March 24th, 2012
Whither Conferences? Searching for the South by Southwest Passage
Several Cardiology Fellows who are attending ACC.12 this week are blogging together on CardioExchange. The Fellows include Tariq Ahmad, Bill Cornwell, Megan Coylewright, Jeremiah Depta, and John Ryan (moderator). Read the previous post here. Read the next post here.
Attendance to cardiology conferences is in decline. It is an obvious fact observed by the decreasing numbers of attendees in the halls walking between sessions, and perhaps more tellingly by the decreased number of companies willing to send exhibitors to the ACC and AHA to promote their products.
There are a variety of reasons given for this, the most popular one being that the poor economy is effecting both academic institutions and private practitioners. People also argue that there are simply too many meetings these days, especially as the field has become more subspecialized. Finally, the immediate digital availability of these conferences. A snapshot of my Twitter feed from an hour ago demonstrates that you can get a pretty good idea about the results being presented in real time:
However, I think these common conceptions are inaccurate and misleading I have another theory.
These common concerns could equally be applied to other conferences. However, Comic Con in San Diego continues to attract 130,000 attendees every year for four days of TV, science fiction and comic book discussions. Similarly, the South by South West Festival continues to grow every year, with attendance reaching 20,000 this past year a 100% increase from 4 years ago. Think that these pop culture comparisons aren’t fair? Fine, take the HIMSS conference focused on health care informatics held in Las Vegas just over a month ago: it surpassed expected attendance by 5,000, drawing 37,000 in all.
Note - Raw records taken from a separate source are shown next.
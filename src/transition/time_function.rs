/// Cubic Bézier easing curve through (0,0), (x1,y1), (x2,y2), (1,1).
#[derive(Clone, Copy, Debug, PartialEq)]
pub struct CubicBezier {
    pub x1: f32,
    pub y1: f32,
    pub x2: f32,
    pub y2: f32,
}

impl CubicBezier {
    pub const EASE_IN: Self = Self::new(0.42, 0.0, 1.0, 1.0);
    pub const EASE_OUT: Self = Self::new(0.0, 0.0, 0.58, 1.0);
    pub const EASE_IN_OUT: Self = Self::new(0.42, 0.0, 0.58, 1.0);

    pub const fn new(x1: f32, y1: f32, x2: f32, y2: f32) -> Self {
        Self { x1, y1, x2, y2 }
    }

    /// X control points must stay in `[0, 1]` for the curve to be a function of time.
    pub fn is_valid(&self) -> bool {
        [self.x1, self.y1, self.x2, self.y2].iter().all(|v| v.is_finite())
            && (0.0..=1.0).contains(&self.x1)
            && (0.0..=1.0).contains(&self.x2)
    }

    fn coefficients(p1: f32, p2: f32) -> (f32, f32, f32) {
        let c = 3.0 * p1;
        let b = 3.0 * (p2 - p1) - c;
        let a = 1.0 - c - b;
        (a, b, c)
    }

    fn curve(t: f32, p1: f32, p2: f32) -> f32 {
        let (a, b, c) = Self::coefficients(p1, p2);
        ((a * t + b) * t + c) * t
    }

    fn curve_derivative(t: f32, p1: f32, p2: f32) -> f32 {
        let (a, b, c) = Self::coefficients(p1, p2);
        (3.0 * a * t + 2.0 * b) * t + c
    }

    /// Finds the curve parameter whose x equals `x`.
    fn solve_x(&self, x: f32) -> f32 {
        const EPSILON: f32 = 1e-6;

        let mut t = x;
        for _ in 0..8 {
            let error = Self::curve(t, self.x1, self.x2) - x;
            if error.abs() < EPSILON {
                return t;
            }
            let slope = Self::curve_derivative(t, self.x1, self.x2);
            if slope.abs() < EPSILON {
                break;
            }
            t -= error / slope;
        }

        let (mut lo, mut hi) = (0.0f32, 1.0f32);
        t = x;
        for _ in 0..32 {
            let value = Self::curve(t, self.x1, self.x2);
            if (value - x).abs() < EPSILON {
                break;
            }
            if value < x {
                lo = t;
            } else {
                hi = t;
            }
            t = (lo + hi) * 0.5;
        }
        t
    }

    pub fn sample(&self, x: f32) -> f32 {
        let x = x.clamp(0.0, 1.0);
        if x <= 0.0 || x >= 1.0 {
            return x;
        }
        Self::curve(self.solve_x(x), self.y1, self.y2)
    }
}

#[derive(Clone, Copy, Debug, Default, PartialEq)]
pub enum TimeFunction {
    Linear,
    EaseIn,
    #[default]
    EaseOut,
    EaseInOut,
    CubicBezier(CubicBezier),
}

impl TimeFunction {
    /// Accepts `linear`, `easeIn`, `easeOut`, `easeInEaseOut` and `default`,
    /// case-insensitively.
    pub fn from_name(name: &str) -> Option<Self> {
        match name.trim().to_ascii_lowercase().as_str() {
            "linear" => Some(Self::Linear),
            "easein" => Some(Self::EaseIn),
            "easeout" | "default" => Some(Self::EaseOut),
            "easeineaseout" | "easeinout" => Some(Self::EaseInOut),
            _ => None,
        }
    }

    pub fn sample(self, t: f32) -> f32 {
        let t = t.clamp(0.0, 1.0);
        match self {
            Self::Linear => t,
            Self::EaseIn => CubicBezier::EASE_IN.sample(t),
            Self::EaseOut => CubicBezier::EASE_OUT.sample(t),
            Self::EaseInOut => CubicBezier::EASE_IN_OUT.sample(t),
            Self::CubicBezier(curve) => curve.sample(t),
        }
    }
}

pub fn normalized_timeline_progress(
    elapsed_seconds: f32,
    delay_seconds: f32,
    duration_seconds: f32,
) -> Option<f32> {
    if elapsed_seconds < delay_seconds {
        return None;
    }
    if duration_seconds <= f32::EPSILON {
        return Some(1.0);
    }
    Some(((elapsed_seconds - delay_seconds) / duration_seconds).clamp(0.0, 1.0))
}

#[cfg(test)]
mod tests {
    use super::*;

    #[test]
    fn named_curves_hit_endpoints() {
        for timing in [
            TimeFunction::Linear,
            TimeFunction::EaseIn,
            TimeFunction::EaseOut,
            TimeFunction::EaseInOut,
        ] {
            assert_eq!(timing.sample(0.0), 0.0);
            assert_eq!(timing.sample(1.0), 1.0);
        }
    }

    #[test]
    fn ease_in_lags_and_ease_out_leads_linear() {
        assert!(TimeFunction::EaseIn.sample(0.5) < 0.5);
        assert!(TimeFunction::EaseOut.sample(0.5) > 0.5);
        assert!((TimeFunction::EaseInOut.sample(0.5) - 0.5).abs() < 1e-3);
    }

    #[test]
    fn linear_control_points_match_linear_timing() {
        let curve = CubicBezier::new(0.25, 0.25, 0.75, 0.75);
        for step in 0..=10 {
            let t = step as f32 / 10.0;
            assert!((curve.sample(t) - t).abs() < 1e-3, "t={t}");
        }
    }

    #[test]
    fn from_name_is_case_insensitive() {
        assert_eq!(TimeFunction::from_name("easeInEaseOut"), Some(TimeFunction::EaseInOut));
        assert_eq!(TimeFunction::from_name(" Linear "), Some(TimeFunction::Linear));
        assert_eq!(TimeFunction::from_name("default"), Some(TimeFunction::EaseOut));
        assert_eq!(TimeFunction::from_name("bounce"), None);
    }

    #[test]
    fn progress_waits_for_delay() {
        assert_eq!(normalized_timeline_progress(0.1, 0.2, 1.0), None);
        assert_eq!(normalized_timeline_progress(0.7, 0.2, 1.0), Some(0.5));
        assert_eq!(normalized_timeline_progress(0.0, 0.0, 0.0), Some(1.0));
    }
}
The audiences of these events aren’t immune to downturns in the economy, they have plenty of gatherings large and small to choose from, and they are at least as digitally savvy as cardiologists. These conferences clearly are providing an in-person experience that cardiology conferences are not, as manifest by their growth in numbers and our decline. I think the simplest reason that conference attendance at ACC and AHA is decreasing is because people are not getting enough out of it. The design and content has not evolved since the hay-day of 30,000-plus attendees. What worked before—such as the unveiling of clinical trials and vibrant exhibition halls—simply does not attract people anymore. In my opinion, the common thread contributing to the current growth in the events like South by Southwest is the focus on user-generated content and the fact that the attendees feel themselves to be a part of the conferences, not just seat fillers.
The organizers of the ACC, the AHA probably only have a few years to figure out how how to generate this sense of ownership.
How can this best be achieved?
Is it by increasing the number of abstracts accepted? Or does the manner in which the landmark trials are presented need to be changed? Our field needs your ideas, so please share them.